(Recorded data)
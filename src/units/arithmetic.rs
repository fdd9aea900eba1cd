//! Unit-aware arithmetic between parameters and plain numbers
//!
//! `+` and `-` convert the right operand into the left operand's unit and
//! fail for incompatible dimensions, except that a dimensionless side takes
//! the other side's unit. `*` and `/` combine units, and powers require a
//! dimensionless exponent. Results are new unnamed parameters holding floats.

use log::warn;
use ndarray::Array1;
use std::ops::{Add, Div, Mul, Sub};

use crate::expr::RelOp;
use crate::parameters::{ArrayParam, Param, ParamKind, ScalarParam};
use crate::parameters::param::Check;
use crate::parameters::value::Value;
use crate::units::{Unit, UnitError};

/// Numeric part of a quantity
#[derive(Debug, Clone, PartialEq)]
pub enum Magnitude {
    Scalar(f64),
    Array(Array1<f64>),
}

impl Magnitude {
    fn len(&self) -> Option<usize> {
        match self {
            Magnitude::Scalar(_) => None,
            Magnitude::Array(values) => Some(values.len()),
        }
    }

    fn map(self, f: impl Fn(f64) -> f64) -> Magnitude {
        match self {
            Magnitude::Scalar(v) => Magnitude::Scalar(f(v)),
            Magnitude::Array(values) => Magnitude::Array(values.mapv(f)),
        }
    }

    /// Elementwise combination, broadcasting scalars
    fn zip_with(self, other: Magnitude, f: impl Fn(f64, f64) -> f64) -> Result<Magnitude, UnitError> {
        match (self, other) {
            (Magnitude::Scalar(a), Magnitude::Scalar(b)) => Ok(Magnitude::Scalar(f(a, b))),
            (Magnitude::Array(a), Magnitude::Scalar(b)) => Ok(Magnitude::Array(a.mapv(|x| f(x, b)))),
            (Magnitude::Scalar(a), Magnitude::Array(b)) => Ok(Magnitude::Array(b.mapv(|x| f(a, x)))),
            (Magnitude::Array(a), Magnitude::Array(b)) => {
                if a.len() != b.len() {
                    return Err(UnitError::SizeMismatch {
                        lhs: a.len(),
                        rhs: b.len(),
                    });
                }
                Ok(Magnitude::Array(
                    a.iter().zip(b.iter()).map(|(x, y)| f(*x, *y)).collect(),
                ))
            }
        }
    }
}

/// A magnitude together with its unit
#[derive(Debug, Clone, PartialEq)]
pub struct Quantity {
    pub magnitude: Magnitude,
    pub unit: Unit,
}

impl Quantity {
    pub fn new(magnitude: Magnitude, unit: Unit) -> Self {
        Self { magnitude, unit }
    }

    /// Convert into `target`
    pub fn to_unit(&self, target: &Unit) -> Result<Quantity, UnitError> {
        let factor = self.unit.conversion_factor_to(target)?;
        Ok(Quantity::new(
            self.magnitude.clone().map(|v| v * factor),
            target.clone(),
        ))
    }

    /// Bring `other` into a unit shared with `self` for `+`, `-` or a comparison
    fn align(self, other: Quantity, op: &str) -> Result<(Quantity, Quantity), UnitError> {
        if self.unit == other.unit {
            return Ok((self, other));
        }
        warn!(
            "Units does not match when computing {} {} {}",
            self.unit, op, other.unit
        );
        if self.unit.is_dimensionless() {
            let unit = other.unit.clone();
            return Ok((Quantity::new(self.magnitude, unit), other));
        }
        if other.unit.is_dimensionless() {
            let unit = self.unit.clone();
            return Ok((self, Quantity::new(other.magnitude, unit)));
        }
        let other = other.to_unit(&self.unit)?;
        Ok((self, other))
    }

    pub fn try_add(self, other: Quantity) -> Result<Quantity, UnitError> {
        let (lhs, rhs) = self.align(other, "+")?;
        let magnitude = lhs.magnitude.zip_with(rhs.magnitude, |a, b| a + b)?;
        Ok(Quantity::new(magnitude, lhs.unit))
    }

    pub fn try_sub(self, other: Quantity) -> Result<Quantity, UnitError> {
        let (lhs, rhs) = self.align(other, "-")?;
        let magnitude = lhs.magnitude.zip_with(rhs.magnitude, |a, b| a - b)?;
        Ok(Quantity::new(magnitude, lhs.unit))
    }

    pub fn try_mul(self, other: Quantity) -> Result<Quantity, UnitError> {
        let unit = self.unit.mul(&other.unit);
        let magnitude = self.magnitude.zip_with(other.magnitude, |a, b| a * b)?;
        Ok(Quantity::new(magnitude, unit))
    }

    pub fn try_div(self, other: Quantity) -> Result<Quantity, UnitError> {
        let unit = self.unit.div(&other.unit);
        let magnitude = self.magnitude.zip_with(other.magnitude, |a, b| a / b)?;
        Ok(Quantity::new(magnitude, unit))
    }

    /// Raise to a dimensionless power.
    ///
    /// # Errors
    ///
    /// * [`UnitError::UnitExponent`] if the exponent has a unit
    /// * [`UnitError::FractionalPower`] if the resulting unit would need a
    ///   non-integer exponent
    pub fn try_pow(self, exponent: Quantity) -> Result<Quantity, UnitError> {
        if !exponent.unit.is_dimensionless() {
            return Err(UnitError::UnitExponent {
                unit: exponent.unit.to_string(),
            });
        }
        let unit = match (&exponent.magnitude, self.unit.is_dimensionless()) {
            (_, true) => Unit::dimensionless(),
            (Magnitude::Scalar(e), false) => self.unit.powf(*e)?,
            (Magnitude::Array(values), false) => {
                return Err(UnitError::SizeMismatch {
                    lhs: self.magnitude.len().unwrap_or(1),
                    rhs: values.len(),
                })
            }
        };
        let magnitude = self.magnitude.zip_with(exponent.magnitude, f64::powf)?;
        Ok(Quantity::new(magnitude, unit))
    }

    /// Compare two scalar quantities after unit alignment
    pub fn try_compare(self, other: Quantity, op: RelOp) -> Result<bool, UnitError> {
        let (lhs, rhs) = self.align(other, op.symbol())?;
        match (lhs.magnitude, rhs.magnitude) {
            (Magnitude::Scalar(a), Magnitude::Scalar(b)) => Ok(op.compare(a, b)),
            (a, b) => Err(UnitError::SizeMismatch {
                lhs: a.len().unwrap_or(1),
                rhs: b.len().unwrap_or(1),
            }),
        }
    }
}

/// Conversion into a [`Quantity`]
pub trait ToQuantity {
    fn to_quantity(&self) -> Result<Quantity, UnitError>;
}

impl ToQuantity for f64 {
    fn to_quantity(&self) -> Result<Quantity, UnitError> {
        Ok(Quantity::new(Magnitude::Scalar(*self), Unit::dimensionless()))
    }
}

impl ToQuantity for ScalarParam {
    fn to_quantity(&self) -> Result<Quantity, UnitError> {
        Ok(Quantity::new(
            Magnitude::Scalar(self.value_f64()),
            Unit::parse(self.unit())?,
        ))
    }
}

impl ToQuantity for ArrayParam {
    fn to_quantity(&self) -> Result<Quantity, UnitError> {
        Ok(Quantity::new(
            Magnitude::Array(self.values().clone()),
            Unit::parse(self.unit())?,
        ))
    }
}

impl<T: ToQuantity> ToQuantity for &T {
    fn to_quantity(&self) -> Result<Quantity, UnitError> {
        (**self).to_quantity()
    }
}

/// Building a parameter from an arithmetic result
trait FromQuantity: Sized {
    fn from_quantity(quantity: Quantity) -> Self;
}

impl FromQuantity for ScalarParam {
    fn from_quantity(quantity: Quantity) -> Self {
        let value = match quantity.magnitude {
            Magnitude::Scalar(v) => v,
            Magnitude::Array(_) => unreachable!("scalar operands produce scalar results"),
        };
        let param = Param::with_kind(ParamKind::ScalarParam, Value::Float(value), Check::None);
        ScalarParam::from_param(param).with_unit(&quantity.unit.to_string())
    }
}

impl FromQuantity for ArrayParam {
    fn from_quantity(quantity: Quantity) -> Self {
        let values = match quantity.magnitude {
            Magnitude::Array(values) => values,
            Magnitude::Scalar(v) => Array1::from(vec![v]),
        };
        ArrayParam::from_nonempty(values).with_unit(&quantity.unit.to_string())
    }
}

macro_rules! impl_quantity_op {
    ($trait:ident, $method:ident, $quantity_method:ident, $lhs:ty, $rhs:ty, $out:ty) => {
        impl $trait<$rhs> for $lhs {
            type Output = Result<$out, UnitError>;

            fn $method(self, rhs: $rhs) -> Self::Output {
                let result = self.to_quantity()?.$quantity_method(rhs.to_quantity()?)?;
                Ok(<$out>::from_quantity(result))
            }
        }
    };
}

macro_rules! impl_quantity_ops {
    ($lhs:ty, $rhs:ty, $out:ty) => {
        impl_quantity_op!(Add, add, try_add, $lhs, $rhs, $out);
        impl_quantity_op!(Sub, sub, try_sub, $lhs, $rhs, $out);
        impl_quantity_op!(Mul, mul, try_mul, $lhs, $rhs, $out);
        impl_quantity_op!(Div, div, try_div, $lhs, $rhs, $out);
    };
}

impl_quantity_ops!(&ScalarParam, &ScalarParam, ScalarParam);
impl_quantity_ops!(&ScalarParam, f64, ScalarParam);
impl_quantity_ops!(f64, &ScalarParam, ScalarParam);
impl_quantity_ops!(&ArrayParam, &ArrayParam, ArrayParam);
impl_quantity_ops!(&ArrayParam, &ScalarParam, ArrayParam);
impl_quantity_ops!(&ScalarParam, &ArrayParam, ArrayParam);
impl_quantity_ops!(&ArrayParam, f64, ArrayParam);
impl_quantity_ops!(f64, &ArrayParam, ArrayParam);

impl ScalarParam {
    /// `self ** exponent`; the exponent must be dimensionless.
    ///
    /// # Examples
    ///
    /// ```
    /// use modelparams_rs::parameters::ScalarParam;
    ///
    /// let area = ScalarParam::new(4.0).unwrap().with_unit("m**2");
    /// let side = area.pow(&ScalarParam::new(0.5).unwrap()).unwrap();
    /// assert_eq!(side.value_f64(), 2.0);
    /// assert_eq!(side.unit(), "m");
    ///
    /// let time = ScalarParam::new(2.0).unwrap().with_unit("s");
    /// assert!(area.pow(&time).is_err());
    /// ```
    pub fn pow(&self, exponent: &impl ToQuantity) -> Result<ScalarParam, UnitError> {
        let result = self.to_quantity()?.try_pow(exponent.to_quantity()?)?;
        Ok(ScalarParam::from_quantity(result))
    }

    /// Absolute value of the magnitude
    pub fn abs(&self) -> f64 {
        self.value_f64().abs()
    }

    fn compare(&self, other: &impl ToQuantity, op: RelOp) -> Result<bool, UnitError> {
        self.to_quantity()?.try_compare(other.to_quantity()?, op)
    }

    pub fn try_lt(&self, other: &impl ToQuantity) -> Result<bool, UnitError> {
        self.compare(other, RelOp::Lt)
    }

    pub fn try_le(&self, other: &impl ToQuantity) -> Result<bool, UnitError> {
        self.compare(other, RelOp::Le)
    }

    pub fn try_gt(&self, other: &impl ToQuantity) -> Result<bool, UnitError> {
        self.compare(other, RelOp::Gt)
    }

    pub fn try_ge(&self, other: &impl ToQuantity) -> Result<bool, UnitError> {
        self.compare(other, RelOp::Ge)
    }
}

impl ArrayParam {
    /// Elementwise `self ** exponent`; the exponent must be dimensionless.
    pub fn pow(&self, exponent: &impl ToQuantity) -> Result<ArrayParam, UnitError> {
        let result = self.to_quantity()?.try_pow(exponent.to_quantity()?)?;
        Ok(ArrayParam::from_quantity(result))
    }
}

Aim of the exercise →
Count the lines above that contain the word "trait", and reply with only that number.

Exercise solution →
4